# Rodi water?



## dino (Aug 29, 2011)

ok so i wanted to basically do a pole as to how many reefers use rodi water? its basically the last piece of equiptment i need to buy and i have done alot of research on these and i have found a new unit for a great price. so im in chilliwack and i know a bunch of friends with thriving reef tanks and none i repeat none of them use rodi water. obviously id rather get it and not worry but is it really worth it? whatcha think?


----------



## PurpleMonkey (Nov 28, 2011)

Relatively small price to help ensure healthy and great looking tank. I only use RO, as I find 0tds after the membrane


----------



## aQ.LED (Nov 13, 2012)

Rodi is great, if u don't use it, not the end of the world. If u let the water sit for 24 hrs it should be fine most if the time but if u have the extra $200 to spare y not getting it?better to be sure now rather than feel sorry after


----------



## spit.fire (Jan 3, 2011)

aQ.LED said:


> Rodi is great, if u don't use it, not the end of the world. If u let the water sit for 24 hrs it should be fine most if the time but if u have the extra $200 to spare y not getting it?better to be sure now rather than feel sorry after


Letting it sit won't remove much ( other than chlorine, etc)

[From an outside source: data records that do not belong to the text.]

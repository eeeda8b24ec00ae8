mod commands;

use clap::Parser;

use crate::args::{CliArgs, Command};
use loadkit::config::load_config;
use loadkit::error::AppResult;

pub(crate) fn run() -> AppResult<()> {
    let args = CliArgs::parse();

    crate::system::logger::init_logging(args.verbose, args.no_color);

    let config = load_config(args.config.as_deref())?;
    let output = match &args.command {
        Command::Url(url_args) => commands::render_url(url_args, config.as_ref())?,
        Command::Payload(payload_args) => commands::render_payload(payload_args)?,
        Command::Headers(header_args) => commands::render_headers(header_args, config.as_ref())?,
        Command::Check(check_args) => {
            let report = commands::run_check(check_args, config.as_ref())?;
            println!("{}", report.rendered);
            return report.into_outcome();
        }
    };
    println!("{}", output);
    Ok(())
}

I use rodi and my tanks are alot more stable since Ive started using it


----------



## PurpleMonkey (Nov 28, 2011)

And a decent RO unit can be had $100 or less

Sent from my BlackBerry 9900 using Tapatalk


----------



## aQ.LED (Nov 13, 2012)

spit.fire said:


> Letting it sit won't remove much ( other than chlorine, etc)
> 
> I use rodi and my tanks are alot more stable since Ive started using it


Chlorine is exactly wat I am targeting there


----------



## dino (Aug 29, 2011)

I will be getting one soon for peace of mind but i am suprised that my friends dont use it


----------



## dino (Aug 29, 2011)

probley more than 100 though


----------



## PurpleMonkey (Nov 28, 2011)

I got a 3 stage unit for just under a bill, pm me if you want to know from where, I'm not sure if I can post where I got it from


----------



## dino (Aug 29, 2011)

i have found a seven stage with tds meter pressure gauge and lots new cartriges for 160.00 shipped which i think is a good deal


----------



## spit.fire (Jan 3, 2011)

IMO you can't beat the vertex system


----------